Michael Forbes

4 Jun 2004 in Highland, Visual Arts & Crafts

 Figuring It Out for Himself

ANDREA MUIR finds that visual artist MICHAEL FORBES has thrived in the do-it-yourself school of art education

MICHAEL FORBES didn’t take art at school.

‘I couldn’t,’ he says.  ‘I was made to do chemistry instead – I think they tried to hammer it out of me.’

Well, whoever ‘they’ were, they didn’t succeed and now Michael is one of the Highland’s up-and-coming artists – with a difference.

Not for Michael the inspiration from the lochs and mountains, heather and sunsets.  Michael’s paintings are surreal.  They are beautifully painted, funny, and sometimes, scary.  Some are full of metaphorical meaning, others are just visual jokes. His work is not – and has not – been confined by anyone else’s ideas.

‘I think now, in retrospect, being self-taught was the best thing to happen to me.  The only thing I missed about college was the beer – er, social life.’

He laughs and his laughter is infectious.
 
‘No, but it’s true.  I didn’t have anyone telling me what was right and wrong about my pictures; I just knew I had to paint them.’  He continued to paint while he worked his way through various jobs, from drawing office to fish factory.  He even had a shot at the army but he says: ‘all the time I was at the selection centre I kept thinking: What am I doing here?  Then I came home and saw the painting I’d been working on before I went away and I just knew that painting was the only thing for me!’

Michael was brought up in a Ross-shire village, and perhaps this fact has influenced his painting.  There are so many visitors to the Highlandswho fall in love with the scenery, but ordinary and comical life goes on here as much as anywhere else less beautiful.

‘I get inspiration and ideas all over the place.’ He says and refers to the picture ‘Tuesday afternoon.’ ‘It sums up what Inverness used to be like and what Tuesday afternoons can be like, anywhere.
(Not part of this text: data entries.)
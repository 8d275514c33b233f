use anyhow::Context;
use loadtest_summary_model::results::{
    load_results_frame, records_from_frame, successful_latencies, RESULTS_FILE_NAME,
};
use loadtest_summary_model::{RequestType, SUMMARY_FILE_NAME};
use serde::Deserialize;
use std::path::{Path, PathBuf};
use thiserror::Error;

mod analyze;
pub mod cli;
mod intervals;
mod render;
pub mod report;

pub use analyze::{histogram, HistogramBin};
pub use intervals::write_read_intervals;

pub const LATENCY_CHART_FILE_NAME: &str = "latency_distribution.svg";
pub const INTERVAL_CHART_FILE_NAME: &str = "time_intervals.svg";
pub const DEFAULT_BINS: usize = 50;
/// Chart label used when the results directory has no summary
pub const UNKNOWN_CONFIG: &str = "Unknown";

#[derive(Error, Debug)]
pub enum VisualiseError {
    #[error("{} not found", .path.display())]
    MissingInput { path: PathBuf },
    #[error("At least one histogram bin is needed")]
    NoBins,
}

/// The part of `summary.json` the charts are labelled with
///
/// Other fields are ignored so summaries written by other tools are accepted.
#[derive(Deserialize)]
struct SummaryLabel {
    config: Option<String>,
}

/// What [visualise_results] produced
#[derive(Debug)]
pub struct VisualiseOutput {
    pub config_name: String,
    pub latency_chart: PathBuf,
    /// `None` when no write was directly followed by a read of the same key
    pub interval_chart: Option<PathBuf>,
    pub read_latencies: Vec<f64>,
    pub write_latencies: Vec<f64>,
    pub intervals: Vec<f64>,
}

impl VisualiseOutput {
    pub fn latency_rows(&self) -> Vec<report::LatencyRow> {
        vec![
            report::LatencyRow::new(RequestType::Read, &self.read_latencies),
            report::LatencyRow::new(RequestType::Write, &self.write_latencies),
        ]
    }
}

/// Render the graphs for the results in `results_dir`
///
/// `results.csv` must exist. `summary.json` is only used for the configuration label.
pub fn visualise_results(results_dir: &Path, bins: usize) -> anyhow::Result<VisualiseOutput> {
    if bins == 0 {
        return Err(VisualiseError::NoBins.into());
    }

    let results_path = results_dir.join(RESULTS_FILE_NAME);
    if !results_path.exists() {
        return Err(VisualiseError::MissingInput { path: results_path }.into());
    }

    let summary_path = results_dir.join(SUMMARY_FILE_NAME);
    let config_name = config_label(&summary_path)
        .with_context(|| format!("Failed to load {}", summary_path.display()))?;

    let frame = load_results_frame(&results_path)
        .with_context(|| format!("Failed to load {}", results_path.display()))?;
    let read_latencies = successful_latencies(&frame, RequestType::Read)?;
    let write_latencies = successful_latencies(&frame, RequestType::Write)?;
    log::debug!(
        "Loaded {} successful reads and {} successful writes",
        read_latencies.len(),
        write_latencies.len()
    );

    for (request_type, latencies) in [
        (RequestType::Read, &read_latencies),
        (RequestType::Write, &write_latencies),
    ] {
        if latencies.is_empty() {
            log::info!("No successful {request_type} requests for {config_name}");
        }
    }

    let latency_chart = results_dir.join(LATENCY_CHART_FILE_NAME);
    render::render_latency_distribution(
        &latency_chart,
        &read_latencies,
        &write_latencies,
        &config_name,
        bins,
    )
    .context("Failed to render latency distribution")?;
    log::info!("Saved latency distribution: {}", latency_chart.display());

    let records = records_from_frame(&frame)?;
    let intervals = write_read_intervals(&records);
    let interval_chart = if intervals.is_empty() {
        log::info!("No read-write intervals found for {config_name}");
        None
    } else {
        let path = results_dir.join(INTERVAL_CHART_FILE_NAME);
        render::render_time_intervals(&path, &intervals, &config_name, bins)
            .context("Failed to render time intervals")?;
        log::info!("Saved time intervals: {}", path.display());
        Some(path)
    };

    Ok(VisualiseOutput {
        config_name,
        latency_chart,
        interval_chart,
        read_latencies,
        write_latencies,
        intervals,
    })
}

/// Configuration label from the summary, or [UNKNOWN_CONFIG] if there is none
fn config_label(summary_path: &Path) -> anyhow::Result<String> {
    if !summary_path.exists() {
        log::debug!("No summary at {}", summary_path.display());
        return Ok(UNKNOWN_CONFIG.to_string());
    }

    let file = std::fs::File::open(summary_path)?;
    let label: SummaryLabel = serde_json::from_reader(std::io::BufReader::new(file))?;

    Ok(label.config.unwrap_or_else(|| UNKNOWN_CONFIG.to_string()))
}
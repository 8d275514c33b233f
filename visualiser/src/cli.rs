use std::path::PathBuf;

use clap::Parser;

#[derive(Parser)]
#[command(about = "Create graphs from load test results", long_about = None)]
pub struct CliArgs {
    /// Directory containing `results.csv` and, optionally, `summary.json`.
    ///
    /// The graphs are written to the same directory.
    pub results_dir: PathBuf,

    /// Number of histogram bins, at least 1.
    #[arg(
        long,
        env = "VISUALISE_BINS",
        default_value_t = crate::DEFAULT_BINS,
        value_parser = clap::builder::RangedU64ValueParser::<usize>::new().range(1..)
    )]
    pub bins: usize,
}

/// Exit status for a command line that could not be parsed
///
/// Usage errors exit with 1. Help and version output are not failures.
pub fn exit_code(err: &clap::Error) -> i32 {
    if err.use_stderr() {
        1
    } else {
        0
    }
}
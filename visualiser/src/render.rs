use crate::analyze::{histogram, histogram_bounds, HistogramBin};
use loadtest_summary_model::{LatencySummary, RequestType};
use plotters::coord::Shift;
use plotters::prelude::*;
use plotters::style::text_anchor::{HPos, Pos, VPos};
use std::path::Path;

const LATENCY_CHART_SIZE: (u32, u32) = (1400, 600);
const INTERVAL_CHART_SIZE: (u32, u32) = (1000, 600);

const FONT: &str = "sans-serif";
const ORANGE: RGBColor = RGBColor(255, 165, 0);
const PURPLE: RGBColor = RGBColor(128, 0, 128);

/// Bars on a log scale start here rather than at zero
const LOG_BASELINE: f64 = 0.5;

/// Render read and write latency histograms side by side
///
/// Each histogram is marked with its own p95 and p99. A request type without data gets a
/// placeholder panel instead of an empty chart.
pub fn render_latency_distribution(
    path: &Path,
    read_latencies: &[f64],
    write_latencies: &[f64],
    label: &str,
    bin_count: usize,
) -> anyhow::Result<()> {
    let root = SVGBackend::new(path, LATENCY_CHART_SIZE).into_drawing_area();
    root.fill(&WHITE)?;

    let (reads, writes) = root.split_horizontally((LATENCY_CHART_SIZE.0 / 2) as i32);
    draw_latency_panel(&reads, RequestType::Read, read_latencies, label, BLUE, bin_count)?;
    draw_latency_panel(&writes, RequestType::Write, write_latencies, label, GREEN, bin_count)?;

    root.present()?;
    Ok(())
}

/// Render the distribution of write to read intervals with a log scale frequency axis
pub fn render_time_intervals(
    path: &Path,
    intervals: &[f64],
    label: &str,
    bin_count: usize,
) -> anyhow::Result<()> {
    let bins = histogram(intervals, bin_count);
    let (x_range, max_count) =
        histogram_bounds(&bins).ok_or_else(|| anyhow::anyhow!("No intervals to render"))?;

    let root = SVGBackend::new(path, INTERVAL_CHART_SIZE).into_drawing_area();
    root.fill(&WHITE)?;

    let mut chart = ChartBuilder::on(&root)
        .caption(
            format!("Time Intervals Between Writes and Reads (Same Key) - {label}"),
            (FONT, 20),
        )
        .margin(15)
        .x_label_area_size(40)
        .y_label_area_size(60)
        .build_cartesian_2d(
            x_range,
            (LOG_BASELINE..max_count as f64 * 2.0).log_scale(),
        )?;

    chart
        .configure_mesh()
        .x_desc("Time Interval (ms)")
        .y_desc("Frequency")
        .light_line_style(BLACK.mix(0.05))
        .draw()?;

    chart.draw_series(bars(&bins, LOG_BASELINE, PURPLE.mix(0.7).filled()))?;
    chart.draw_series(bars(&bins, LOG_BASELINE, BLACK.stroke_width(1)))?;

    root.present()?;
    Ok(())
}

fn draw_latency_panel(
    area: &DrawingArea<SVGBackend<'_>, Shift>,
    request_type: RequestType,
    latencies: &[f64],
    label: &str,
    colour: RGBColor,
    bin_count: usize,
) -> anyhow::Result<()> {
    let title = format!("{} Latency Distribution", type_title(request_type));

    let bins = histogram(latencies, bin_count);
    let (Some(summary), Some((x_range, max_count))) = (
        LatencySummary::from_latencies(latencies),
        histogram_bounds(&bins),
    ) else {
        return draw_placeholder(area, &title, &format!("No {request_type} data"));
    };
    let y_max = max_count as f64 * 1.1;

    let mut chart = ChartBuilder::on(area)
        .caption(format!("{title} - {label}"), (FONT, 20))
        .margin(15)
        .x_label_area_size(40)
        .y_label_area_size(60)
        .build_cartesian_2d(x_range, 0f64..y_max)?;

    chart
        .configure_mesh()
        .x_desc("Latency (ms)")
        .y_desc("Frequency")
        .light_line_style(BLACK.mix(0.05))
        .draw()?;

    chart.draw_series(bars(&bins, 0.0, colour.mix(0.7).filled()))?;
    chart.draw_series(bars(&bins, 0.0, BLACK.stroke_width(1)))?;

    for (name, value, marker) in [
        ("P95", summary.p95_ms, RED),
        ("P99", summary.p99_ms, ORANGE),
    ] {
        chart
            .draw_series(LineSeries::new(
                [(value, 0.0), (value, y_max)],
                marker.stroke_width(2),
            ))?
            .label(name)
            .legend(move |(x, y)| {
                PathElement::new(vec![(x, y), (x + 20, y)], marker.stroke_width(2))
            });
    }

    chart
        .configure_series_labels()
        .background_style(WHITE.mix(0.8))
        .border_style(BLACK)
        .draw()?;

    Ok(())
}

fn draw_placeholder(
    area: &DrawingArea<SVGBackend<'_>, Shift>,
    title: &str,
    message: &str,
) -> anyhow::Result<()> {
    let (width, height) = area.dim_in_pixel();
    let centre_x = (width / 2) as i32;
    let centred = Pos::new(HPos::Center, VPos::Center);
    let title_style = TextStyle::from((FONT, 20).into_font()).pos(centred);
    let message_style = TextStyle::from((FONT, 24).into_font()).pos(centred);

    area.draw(&Text::new(title.to_string(), (centre_x, 30), title_style))?;
    area.draw(&Text::new(
        message.to_string(),
        (centre_x, (height / 2) as i32),
        message_style,
    ))?;

    Ok(())
}

fn bars<'a>(
    bins: &'a [HistogramBin],
    baseline: f64,
    style: ShapeStyle,
) -> impl Iterator<Item = Rectangle<(f64, f64)>> + 'a {
    bins.iter()
        .filter(|bin| bin.count > 0)
        .map(move |bin| {
            Rectangle::new([(bin.start, baseline), (bin.end, bin.count as f64)], style)
        })
}

fn type_title(request_type: RequestType) -> &'static str {
    match request_type {
        RequestType::Read => "Read",
        RequestType::Write => "Write",
    }
}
I don’t know where the idea came from but I liked it, so I painted it.’

Michael carries an ‘ideas’ book with him and recommends that other artists do the same.

‘You never know when you’re going to see something that captures your imagination and, life being what it is, can make you forget so much really quickly.’

Michael’s most recent successes were the inclusion of the joyful ‘Getting Away from it All’ which can be seen at Inverness airport until July, and the release of a boxed set of cards entitled Adventures of an Orange Cat.

‘I’ve spent the last few weeks learning Flash for the computer to rebuild my website. So, I put the brushes to one side and have been learning Action Script.  My head still hurts!  Still, it saves a fortune on paying some overpriced PC boffin to do something I can hack together myself.’

It seems that Michael’s self-taught ethos continues.